音を立てないように立ち上がり、わたしは教室を出ようと歩き出した。
――ドンッ!!
突然の大きな音に驚いて、足が止まる。
音のした方へ顔を向けると、山田がしきりに机を叩いていた。
叩くというよりは、殴ると言った方が正しいかもしれない。
「……っ!くそっ!!」
怒っているような、泣いているような、後ろ姿ではよく分からないけれど、確かに山田の肩は震えていた。
わたしには、山田の気持ちがすごく分かる。
身長なんかで、人の価値を決めてほしくないと、それはいつも、わたしが思っていたことだ。
だけど、わたしは気付けなかった。
いつも笑っていて、クラスで人気者の山田が、わたしと同じように、コンプレックスを持っていて、そして傷付いている。
…当たり前だ。
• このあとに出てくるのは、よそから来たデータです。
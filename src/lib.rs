//! Incremental code knowledge graph for TypeScript/JavaScript projects.
//!
//! A [`ProjectSession`] scans a project tree into a [`GraphStore`] of file and
//! symbol nodes, keeps it current from filesystem events, and answers free-text
//! prompts with a context document of the most relevant source excerpts.

pub mod config;
pub mod graph;
pub mod indexer;
pub mod logging;
pub mod output;
pub mod parser;
pub mod planning;
pub mod query;
pub mod session;
pub mod walker;
pub mod watcher;

use std::path::Path;
use std::time::Instant;

pub use config::CodeContextConfig;
pub use graph::{GraphSnapshot, GraphStore};
pub use output::IndexStats;
pub use planning::{Plan, PlanGenerator, PlanStep, PlanningPipeline, StepKind};
pub use session::ProjectSession;

/// Scan `root` once into a fresh store, without watching.
pub fn build_graph(root: &Path, config: &CodeContextConfig, verbose: bool) -> (GraphStore, IndexStats) {
    let start = Instant::now();
    let files = walker::walk_project(root, config, verbose);
    let scan = indexer::scan_files(&files);
    let unreadable = scan.unreadable;

    let mut store = GraphStore::new();
    let parse_failed = scan.apply(&mut store);
    let stats = IndexStats::from_store(
        &store,
        unreadable + parse_failed,
        start.elapsed().as_secs_f64(),
    );
    (store, stats)
}
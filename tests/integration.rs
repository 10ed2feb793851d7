//! Integration test suite: builds small TypeScript projects in temp directories and
//! drives them through the public session API and the compiled `code-context` binary.
//!
//! Session tests cover the retrieval contract end to end (scan -> rank -> assemble):
//! insertion-order tie-breaks, the top-5 cap, placeholder blocks for unreadable files,
//! and the stop/epoch guarantee. Binary tests check that the CLI wiring reaches the
//! same code paths and keeps stdout clean.
use std::fs;
use std::path::{Path, PathBuf};
use std::process::Command;
use std::time::Duration;

use code_context::graph::node::NodeKind;
use code_context::query::context::{CONTEXT_HEADER, is_empty_context};
use code_context::{CodeContextConfig, ProjectSession, build_graph};

// ---------------------------------------------------------------------------
// Helpers
// ---------------------------------------------------------------------------

fn binary() -> PathBuf {
    PathBuf::from(env!("CARGO_BIN_EXE_code-context"))
}

fn write(root: &Path, rel: &str, contents: &str) {
    let path = root.join(rel);
    if let Some(parent) = path.parent() {
        fs::create_dir_all(parent).unwrap();
    }
    fs::write(path, contents).unwrap();
}

fn fast_config() -> CodeContextConfig {
    let mut config = CodeContextConfig::default();
    config.watch.debounce_ms = 20;
    config
}

/// Count source excerpts in a context document; placeholders carry no line range.
fn excerpt_count(doc: &str) -> usize {
    doc.matches(", lines ").count()
}

/// Run a code-context command and assert it exits successfully.
/// Returns stdout as a String.
fn run_success(args: &[&str]) -> String {
    let out = Command::new(binary())
        .args(args)
        .output()
        .expect("failed to invoke code-context binary");
    let stdout = String::from_utf8_lossy(&out.stdout).to_string();
    let stderr = String::from_utf8_lossy(&out.stderr).to_string();
    assert!(
        out.status.success(),
        "command {:?} failed with status {:?}\nstdout: {}\nstderr: {}",
        args,
        out.status,
        stdout,
        stderr
    );
    stdout
}

// ---------------------------------------------------------------------------
// Session API
// ---------------------------------------------------------------------------

#[tokio::test(flavor = "multi_thread")]
async fn test_rename_prompt_ranks_matching_function_first() {
    let dir = tempfile::tempdir().unwrap();
    write(dir.path(), "a.ts", "export function getUser(id: string) {\n  return id;\n}\n");
    write(dir.path(), "b.ts", "export const formatDate = (d: Date) => d.toISOString();\n");

    let session = ProjectSession::with_config(fast_config());
    session.start_indexing(dir.path()).await.unwrap();
    let doc = session.context_for_prompt("rename getUser").await;
    session.stop_indexing().await;

    assert!(doc.starts_with(CONTEXT_HEADER));
    assert!(doc.contains("(function getUser, lines 1-3)"));
    assert!(doc.contains("export function getUser(id: string) {\n  return id;\n}"));
    assert!(!doc.contains("formatDate"));
}

#[tokio::test(flavor = "multi_thread")]
async fn test_same_named_helpers_keep_file_order() {
    let dir = tempfile::tempdir().unwrap();
    write(dir.path(), "x.ts", "export function helper() {}\n");
    write(dir.path(), "y.ts", "export function helper() {}\n");

    let session = ProjectSession::with_config(fast_config());
    session.start_indexing(dir.path()).await.unwrap();
    let doc = session.context_for_prompt("helper").await;
    session.stop_indexing().await;

    let x = doc.find("x.ts (function helper").expect("x.ts excerpt");
    let y = doc.find("y.ts (function helper").expect("y.ts excerpt");
    assert!(x < y, "x.ts indexed first must rank first on a tie");
}

#[tokio::test(flavor = "multi_thread")]
async fn test_context_never_exceeds_five_excerpts() {
    let dir = tempfile::tempdir().unwrap();
    let body: String = (0..9)
        .map(|i| format!("export function widget{i}() {{}}\n"))
        .collect();
    write(dir.path(), "widgets.ts", &body);

    let session = ProjectSession::with_config(fast_config());
    session.start_indexing(dir.path()).await.unwrap();
    let doc = session.context_for_prompt("widget").await;
    session.stop_indexing().await;

    assert_eq!(excerpt_count(&doc), 5);
}

#[tokio::test(flavor = "multi_thread")]
async fn test_no_match_prompt_yields_header_only() {
    let dir = tempfile::tempdir().unwrap();
    write(dir.path(), "a.ts", "export const a = 1;\n");

    let session = ProjectSession::with_config(fast_config());
    session.start_indexing(dir.path()).await.unwrap();
    let doc = session.context_for_prompt("an in on to").await;
    let unrelated = session.context_for_prompt("zebra quantum").await;
    session.stop_indexing().await;

    assert_eq!(doc, CONTEXT_HEADER);
    assert!(is_empty_context(&unrelated));
}

#[tokio::test(flavor = "multi_thread")]
async fn test_deleted_backing_file_becomes_placeholder() {
    let dir = tempfile::tempdir().unwrap();
    for name in ["alpha", "beta", "gamma", "delta", "omega"] {
        write(
            dir.path(),
            &format!("{name}.ts"),
            &format!("export function report_{name}() {{}}\n"),
        );
    }

    let session = ProjectSession::with_config(fast_config());
    session.start_indexing(dir.path()).await.unwrap();
    // Stop first so the watcher does not retract the deleted file's nodes.
    session.stop_indexing().await;
    fs::remove_file(dir.path().join("gamma.ts")).unwrap();

    let doc = session.context_for_prompt("report").await;

    assert_eq!(excerpt_count(&doc), 4);
    assert_eq!(doc.matches("content could not be read").count(), 1);
    assert!(doc.contains("gamma.ts (function report_gamma)"));
}

#[tokio::test(flavor = "multi_thread")]
async fn test_component_classification_through_session() {
    let dir = tempfile::tempdir().unwrap();
    write(
        dir.path(),
        "UserCard.tsx",
        "export const UserCard = () => {\n  return <div/>;\n};\n",
    );

    let session = ProjectSession::with_config(fast_config());
    session.start_indexing(dir.path()).await.unwrap();
    let graph = session.graph().await;
    session.stop_indexing().await;

    let card = graph
        .nodes
        .iter()
        .find(|n| n.name == "UserCard" && n.kind != NodeKind::File)
        .expect("UserCard symbol");
    assert_eq!(card.kind, NodeKind::Component);
    assert_eq!(card.exports, vec!["UserCard".to_string()]);
}

#[tokio::test(flavor = "multi_thread")]
async fn test_watcher_reindexes_and_retracts() {
    let dir = tempfile::tempdir().unwrap();
    write(dir.path(), "a.ts", "export const a = 1;\n");

    let session = ProjectSession::with_config(fast_config());
    session.start_indexing(dir.path()).await.unwrap();

    write(dir.path(), "b.ts", "export function fresh() {}\n");
    let mut seen = false;
    for _ in 0..100 {
        if session.graph().await.nodes.iter().any(|n| n.name == "fresh") {
            seen = true;
            break;
        }
        tokio::time::sleep(Duration::from_millis(50)).await;
    }
    assert!(seen, "new file should be indexed by the watcher");

    fs::remove_file(dir.path().join("b.ts")).unwrap();
    let mut gone = false;
    for _ in 0..100 {
        if !session.graph().await.nodes.iter().any(|n| n.name == "fresh") {
            gone = true;
            break;
        }
        tokio::time::sleep(Duration::from_millis(50)).await;
    }
    session.stop_indexing().await;
    assert!(gone, "deleted file's nodes should be retracted");
}

#[tokio::test(flavor = "multi_thread")]
async fn test_change_after_stop_adds_no_nodes() {
    let dir = tempfile::tempdir().unwrap();
    write(dir.path(), "a.ts", "export const a = 1;\n");

    let session = ProjectSession::with_config(fast_config());
    session.start_indexing(dir.path()).await.unwrap();
    session.stop_indexing().await;

    write(dir.path(), "a.ts", "export const a = 1;\nexport function late() {}\n");
    tokio::time::sleep(Duration::from_millis(300)).await;

    let graph = session.graph().await;
    assert!(!graph.nodes.iter().any(|n| n.name == "late"));
}

#[test]
fn test_build_graph_is_idempotent() {
    let dir = tempfile::tempdir().unwrap();
    write(dir.path(), "src/a.ts", "export function a() {}\nfunction b() { function a() {} }\n");
    write(dir.path(), "src/types.ts", "export interface User {}\nexport type Id = string;\n");

    let config = CodeContextConfig::default();
    let (first, stats) = build_graph(dir.path(), &config, false);
    let (second, _) = build_graph(dir.path(), &config, false);

    assert_eq!(stats.file_count, 2);
    assert_eq!(stats.symbol_count(), 5);
    assert_eq!(first.snapshot().nodes, second.snapshot().nodes);
}

// ---------------------------------------------------------------------------
// Binary
// ---------------------------------------------------------------------------

#[test]
fn test_index_json_output() {
    let dir = tempfile::tempdir().unwrap();
    write(dir.path(), "a.ts", "export function getUser() {}\ninterface User {}\n");

    let stdout = run_success(&["index", dir.path().to_str().unwrap(), "--json"]);
    let json: serde_json::Value = serde_json::from_str(&stdout).expect("stdout is JSON");
    assert_eq!(json["file_count"], 1);
    assert_eq!(json["functions"], 1);
    assert_eq!(json["interfaces"], 1);
}

#[test]
fn test_index_graph_output() {
    let dir = tempfile::tempdir().unwrap();
    write(dir.path(), "a.ts", "export function getUser() {}\n");

    let stdout = run_success(&["index", dir.path().to_str().unwrap(), "--graph"]);
    let json: serde_json::Value = serde_json::from_str(&stdout).expect("stdout is JSON");
    assert_eq!(json["nodes"].as_array().map(Vec::len), Some(2));
    assert_eq!(json["edges"][0]["kind"], "DEFINES");
}

#[test]
fn test_context_command_prints_excerpt() {
    let dir = tempfile::tempdir().unwrap();
    write(dir.path(), "a.ts", "export function getUser() {\n  return 1;\n}\n");

    let stdout = run_success(&["context", "rename getUser", dir.path().to_str().unwrap()]);
    assert!(stdout.starts_with(CONTEXT_HEADER));
    assert!(stdout.contains("export function getUser() {"));
}

#[test]
fn test_instruction_command_ends_with_prompt() {
    let dir = tempfile::tempdir().unwrap();
    write(dir.path(), "a.ts", "export function getUser() {}\n");

    let stdout = run_success(&["instruction", "rename getUser", dir.path().to_str().unwrap()]);
    assert!(stdout.contains("getUser"));
    assert!(stdout.ends_with("Request:\nrename getUser\n"));
}

#[test]
fn test_missing_root_fails() {
    let out = Command::new(binary())
        .args(["index", "/definitely/not/a/project"])
        .output()
        .expect("failed to invoke code-context binary");
    assert!(!out.status.success());
}

#[test]
fn test_malformed_config_warns_and_uses_defaults() {
    let dir = tempfile::tempdir().unwrap();
    write(dir.path(), "a.ts", "export function getUser() {}\n");
    write(dir.path(), "code-context.toml", "exclude = 3\n");

    let out = Command::new(binary())
        .args(["index", dir.path().to_str().unwrap(), "--json"])
        .env_remove("RUST_LOG")
        .output()
        .expect("failed to invoke code-context binary");
    assert!(out.status.success());

    let stderr = String::from_utf8_lossy(&out.stderr);
    assert!(
        stderr.contains("code-context.toml"),
        "expected a config warning on stderr, got: {stderr}"
    );
    let json: serde_json::Value = serde_json::from_slice(&out.stdout).expect("stdout is JSON");
    assert_eq!(json["functions"], 1);
}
人間なんだから。
でも、わたしは、それすら気付けなかった。
自分の事ばかり守って、山田を傷つけていたかもしれない。
――ブーブーブー…
“しまった!”
マナーモードの携帯音が、シンとした教室に響く。
それはもちろん山田の耳にも届いていたのだろう。
さっきまで微かに上下していた肩が、ピタッと動きを止めた。
わたしは、その場に居合わせた事への気まずさや、罪悪感が一気に押し寄せて、急いで教室を出た。
きっと山田は振り向いただろう。
わたしだと気付いたに違いない。
“明日、学校行きたくないなぁ…”
そう思ったのは久々だった。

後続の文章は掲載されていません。